O turismo no Rio de Janeiro alcançou em 2025 um desempenho histórico, tanto em volume de visitantes quanto em impacto econômico. A cidade recebeu 125 milhões de pessoas ao longo do ano, movimentando cerca de R$ 272 bilhões na economia local. Este artigo analisa os fatores que explicam esse recorde, os efeitos práticos sobre o desenvolvimento urbano e econômico e os desafios que surgem diante de um crescimento tão expressivo. Mais do que celebrar números, a proposta é refletir sobre como o turismo se consolida como política estratégica e vetor de transformação para o Rio de Janeiro.
O desempenho recorde do turismo carioca não pode ser interpretado como um fenômeno isolado. Ele resulta de uma combinação de elementos estruturais e conjunturais, como a retomada plena da mobilidade, o fortalecimento da imagem internacional da cidade e o aumento do turismo doméstico. O Rio de Janeiro voltou a ocupar um lugar central no imaginário de lazer, cultura e negócios, atraindo visitantes com perfis diversos e ampliando o tempo médio de permanência, o que potencializa o impacto econômico.
A movimentação de R$ 272 bilhões revela o peso do turismo como atividade transversal. Hotéis, bares, restaurantes, transporte, comércio, eventos e serviços culturais são diretamente beneficiados. Ao mesmo tempo, setores menos visíveis, como logística, tecnologia, segurança e economia criativa, também sentem os efeitos positivos da alta demanda. O turismo deixa de ser apenas um setor específico e passa a funcionar como eixo articulador da economia urbana.

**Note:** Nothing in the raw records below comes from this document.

//! Pure name resolution helpers.
//!
//! Scene paths look like `|grp|ns:sub:joint`: `|` separates DAG levels and
//! `:` separates namespaces. These helpers derive leaf, bare and namespace
//! forms from such paths, decide the canonical root bone name and pick among
//! ambiguous candidates after a rename. None of them query a scene.

/// Canonical name every exported skeleton root ends up with.
pub const ROOT_BONE_NAME: &str = "Root";

/// DAG level separator.
pub const DAG_SEPARATOR: char = '|';

/// Namespace separator.
pub const NAMESPACE_SEPARATOR: char = ':';

/// Returns the last DAG component of a path.
///
/// `|grp|ns:joint` gives `ns:joint`.
pub fn leaf_name(path: &str) -> &str {
    match path.rfind(DAG_SEPARATOR) {
        Some(pos) => &path[pos + 1..],
        None => path,
    }
}

/// Removes everything up to and including the last namespace separator.
pub fn strip_namespace(qualified: &str) -> &str {
    match qualified.rfind(NAMESPACE_SEPARATOR) {
        Some(pos) => &qualified[pos + 1..],
        None => qualified,
    }
}

/// Bare name of the node a path points at.
pub fn bare_name(path: &str) -> &str {
    strip_namespace(leaf_name(path))
}

/// Namespace of the leaf of `path`, without a leading `:`.
///
/// `|grp|A:B:joint` gives `Some("A:B")`; un-namespaced leaves give `None`.
pub fn namespace_of(path: &str) -> Option<&str> {
    let leaf = leaf_name(path);
    let pos = leaf.rfind(NAMESPACE_SEPARATOR)?;
    let ns = leaf[..pos].trim_start_matches(NAMESPACE_SEPARATOR);
    if ns.is_empty() {
        None
    } else {
        Some(ns)
    }
}

/// True when a name still carries a namespace separator.
///
/// A single leading `:` (the explicit root namespace) does not count.
pub fn has_namespace_residue(name: &str) -> bool {
    name.trim_start_matches(NAMESPACE_SEPARATOR)
        .contains(NAMESPACE_SEPARATOR)
}

/// Returns `bare` unchanged when it already reads "root" in any case,
/// otherwise the canonical root name.
pub fn canonical_root_name(bare: &str) -> &str {
    if bare.eq_ignore_ascii_case("root") {
        bare
    } else {
        ROOT_BONE_NAME
    }
}

/// Desired export name for a node: its bare name, normalized when it is the
/// skeleton root.
pub fn desired_export_name(path: &str, is_root: bool) -> String {
    let bare = bare_name(path);
    if is_root {
        canonical_root_name(bare).to_string()
    } else {
        bare.to_string()
    }
}

/// Number of DAG levels in a full path.
pub fn path_depth(path: &str) -> usize {
    path.matches(DAG_SEPARATOR).count()
}

/// Parent path of a full path, if it has one.
pub fn parent_path(path: &str) -> Option<&str> {
    match path.rfind(DAG_SEPARATOR) {
        Some(pos) if pos > 0 => Some(&path[..pos]),
        _ => None,
    }
}

/// Sorts namespaces deepest first, then alphabetically, removing duplicates.
///
/// Merging `A:B` before `A` keeps nested namespaces mergeable.
pub fn sort_namespaces_deepest_first(namespaces: &mut Vec<String>) {
    namespaces.sort_by(|a, b| {
        let da = a.matches(NAMESPACE_SEPARATOR).count();
        let db = b.matches(NAMESPACE_SEPARATOR).count();
        db.cmp(&da).then_with(|| a.cmp(b))
    });
    namespaces.dedup();
}

/// Makes a string usable as a node name.
///
/// Characters other than ASCII alphanumerics and `_` become `_`; a leading
/// digit gets an `n_` prefix; an empty result falls back to
/// `exported_camera`.
pub fn sanitize_node_name(raw: &str) -> String {
    let mut out: String = raw
        .chars()
        .map(|c| if c.is_ascii_alphanumeric() || c == '_' { c } else { '_' })
        .collect();
    if out.is_empty() {
        return "exported_camera".to_string();
    }
    if out.starts_with(|c: char| c.is_ascii_digit()) {
        out.insert_str(0, "n_");
    }
    out
}

/// File name of a path without directory or extension. Accepts both
/// separator styles.
pub fn basename_no_ext(path: &str) -> &str {
    let name = match path.rfind(['/', '\\']) {
        Some(pos) => &path[pos + 1..],
        None => path,
    };
    match name.rfind('.') {
        Some(pos) => &name[..pos],
        None => name,
    }
}

/// One candidate considered during post-rename disambiguation.
#[derive(Debug, Clone, PartialEq, Eq)]
pub struct Candidate {
    /// Full path of the candidate.
    pub path: String,
}

impl Candidate {
    /// Creates a candidate from a full path.
    pub fn new(path: impl Into<String>) -> Self {
        Self { path: path.into() }
    }

    /// Bare name of the candidate's DAG parent.
    pub fn parent_bare(&self) -> Option<&str> {
        parent_path(&self.path).map(bare_name)
    }
}

/// Result of structural disambiguation.
#[derive(Debug, Clone, Copy, PartialEq, Eq)]
pub struct StructuralPick {
    /// Index into the candidate list.
    pub index: usize,
    /// True when no unique structural match existed.
    pub ambiguous: bool,
}

/// Chooses among candidates sharing a bare name by comparing each
/// candidate's parent bare name with the original node's parent bare name.
///
/// A unique parent match wins. Otherwise the first candidate is chosen and
/// the pick is flagged ambiguous. Returns `None` for an empty list.
pub fn pick_structural_match(
    candidates: &[Candidate],
    original_parent_bare: Option<&str>,
) -> Option<StructuralPick> {
    if candidates.is_empty() {
        return None;
    }
    if candidates.len() == 1 {
        return Some(StructuralPick {
            index: 0,
            ambiguous: false,
        });
    }
    let matches: Vec<usize> = candidates
        .iter()
        .enumerate()
        .filter(|(_, c)| original_parent_bare.is_some() && c.parent_bare() == original_parent_bare)
        .map(|(i, _)| i)
        .collect();
    if matches.len() == 1 {
        Some(StructuralPick {
            index: matches[0],
            ambiguous: false,
        })
    } else {
        Some(StructuralPick {
            index: 0,
            ambiguous: true,
        })
    }
}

Outro aspecto relevante é o papel do turismo interno. Embora o Rio mantenha forte apelo internacional, o crescimento expressivo do fluxo de visitantes nacionais demonstra uma mudança no comportamento do consumidor brasileiro. A cidade passou a ser vista não apenas como destino de férias, mas também como espaço para eventos, experiências culturais, esportivas e gastronômicas. Essa diversificação reduz a dependência de sazonalidade e contribui para uma economia mais estável ao longo do ano.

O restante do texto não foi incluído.